圖4 蛋白印跡法檢測不同條件下GLUT12的變化

注：A為GLUT12蛋白條帶圖；B為相應條帶的密度測定柱狀圖，與低糖組(5 mM)相比，*P<0.05

圖5 MTT法檢測QC與OXA的協同作用

注：Q為QC組(濃度為5 mM)；OXL+Q為QC與OXA聯用組與空白組相比，*P<0.05

圖6 腫瘤集落生成法檢測QC與OXA的協同作用(n=3)

注：A為不同藥物孵育條件下腫瘤細胞的集落生成情況，使用0.5%結晶紫溶液對細胞群落進行染色；B為相應的關于腫瘤集落大小比較，Q為QC組(濃度為5 mM)，OXL+Q為QC與OXA聯用組

3 討論

本研究證實GLUT12在CRC細胞和腫瘤組織中均有表達。體外功能驗證試驗也提示該蛋白在CRC的發展中起到一定的促進作用。細胞毒性實驗說明該蛋白有可能成為聯合用藥方面的治療性靶點。

RT-PCR實驗證實GLUT12基因在CRC細胞中異常升高，免疫組化的結果證實其蛋白在腫瘤組織中的表達和正常組織比也是升高。目前關于GLUT12在CRC中的報道較少，Pujolgimenez等[5]發現GLUT12基因在CRC細胞HT29中的表達是上調的。本研究選用更多類型的CRC細胞株作為研究對象。為了對比該研究也觀察了該基因在正常結腸上皮細胞HIEC-6中的表達水平，綜合Pujolgimenez等的實驗以及本實驗的結果，可以推測CRC腫瘤細胞需要較多的葡萄糖轉運體來維持對葡萄糖的營養需求[9-10]。Pujolgimenez等[5]發現GLUT12在乳腺癌與前列腺癌中的表達是異常升高，與本實驗的發現一致。
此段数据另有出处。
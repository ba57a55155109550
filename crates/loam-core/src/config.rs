use alloc::rc::Rc;
use alloc::vec::Vec;

use serde::{Deserialize, Serialize};
use thiserror_no_std::Error;

use crate::logger::{LogFacade, Logger, MemoryLogger, NullLogger};

/// Where diagnostic lines from the module system and task service go.
#[derive(Serialize, Deserialize, Debug, Default, Clone, Copy, PartialEq, Eq)]
pub enum LogKind {
    /// Discard.
    #[default]
    None,
    /// Forward to the `log` crate.
    Facade,
    /// Keep the most recent `lines` in memory.
    Memory { lines: u16 },
}

impl LogKind {
    /// Build the sink. The memory sink is also returned typed so its owner
    /// can read it back.
    pub fn logger(self) -> (Rc<dyn Logger>, Option<Rc<MemoryLogger>>) {
        match self {
            LogKind::None => (Rc::new(NullLogger), None),
            LogKind::Facade => (Rc::new(LogFacade), None),
            LogKind::Memory { lines } => {
                let memory = Rc::new(MemoryLogger::with_capacity(usize::from(lines)));
                (memory.clone(), Some(memory))
            }
        }
    }
}

#[derive(Debug, Error)]
pub enum ConfigError {
    #[error("Failed to encode config: {0}")]
    Encode(postcard::Error),
    #[error("Failed to decode config: {0}")]
    Decode(postcard::Error),
}

/// Capacity and logging choices fixed at startup.
#[derive(Serialize, Deserialize, Debug, Clone, Copy, PartialEq, Eq)]
pub struct AppConfig {
    /// Most modules the system accepts, the task service included.
    pub reserve_modules: usize,
    /// Most tasks queued at once.
    pub reserve_tasks: usize,
    pub log_kind: LogKind,
}

impl Default for AppConfig {
    fn default() -> Self {
        Self {
            reserve_modules: 8,
            reserve_tasks: 16,
            log_kind: LogKind::None,
        }
    }
}

impl AppConfig {
    pub fn with_reserve_modules(mut self, reserve_modules: usize) -> Self {
        self.reserve_modules = reserve_modules;
        self
    }

    pub fn with_reserve_tasks(mut self, reserve_tasks: usize) -> Self {
        self.reserve_tasks = reserve_tasks;
        self
    }

    pub fn with_log_kind(mut self, log_kind: LogKind) -> Self {
        self.log_kind = log_kind;
        self
    }

    /// Encode for storage in flash.
    pub fn to_bytes(&self) -> Result<Vec<u8>, ConfigError> {
        postcard::to_allocvec(self).map_err(ConfigError::Encode)
    }

    pub fn from_bytes(bytes: &[u8]) -> Result<Self, ConfigError> {
        postcard::from_bytes(bytes).map_err(ConfigError::Decode)
    }
}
細胞免疫化學和免疫印跡實驗顯示，GLUT12蛋白在高糖環境下會上調表達濃度，表明GLUT12在體內腫瘤組織中有可能是通過提高自身表達水平來滿足營養需求。在靜息狀態下，GLUT12主要分布于細胞核周圍，當細胞培養基中加入胰島素時，GLUT12會轉運到細胞膜周圍，為轉運葡萄糖做好準備[11]。本實驗也發現了類似的現象，QC能阻斷高糖引起的該蛋白表達的上調和細胞內的轉運。本研究的發現與關于QC抑制葡萄糖轉運蛋白的報道一致[12]。

MTT及CFA細胞毒性試驗發現，QC與OXA合用會起到很好的協同作用，而在另一種CRC細胞株SW620上沒有觀察到類似的協同作用。鑒于DLD-1中的GLUT12含量比SW620高很多(見上述基因表達結果)，檢測QC和OXA協同作用取決于GLUT12的基礎表達含量的高低。另外，這種結果的差異也可能是由于這兩種細胞來源的不同造成，如DLD-1細胞來源于人結腸腺癌細胞，而SW620細胞則是來源于人結腸癌轉移灶[13]。

CRC細胞中有多種葡萄糖轉運體存在[9]，如GLUT1和GLUT4等，本研究雖然證實CRC細胞或組織中的GLUT12確有表達，卻未進一步考察這些葡萄糖轉運體相互協作的具體作用機制。此外本次研究也未深入分析GLUT12是否還參于到糖酵解等代謝通路或者P53等信號通路，如條件允許還可圍繞GLUT12開展更多機制性的研究。本文對GLUT12在CRC中表達和功能做了初步研究，在體外評價了GLUT12抑制劑QC和常用抗癌藥物OXA聯合應用的價值。這些發現為進一步驗證GLUT12作為CRC治療性靶點的可能提供了研究基礎。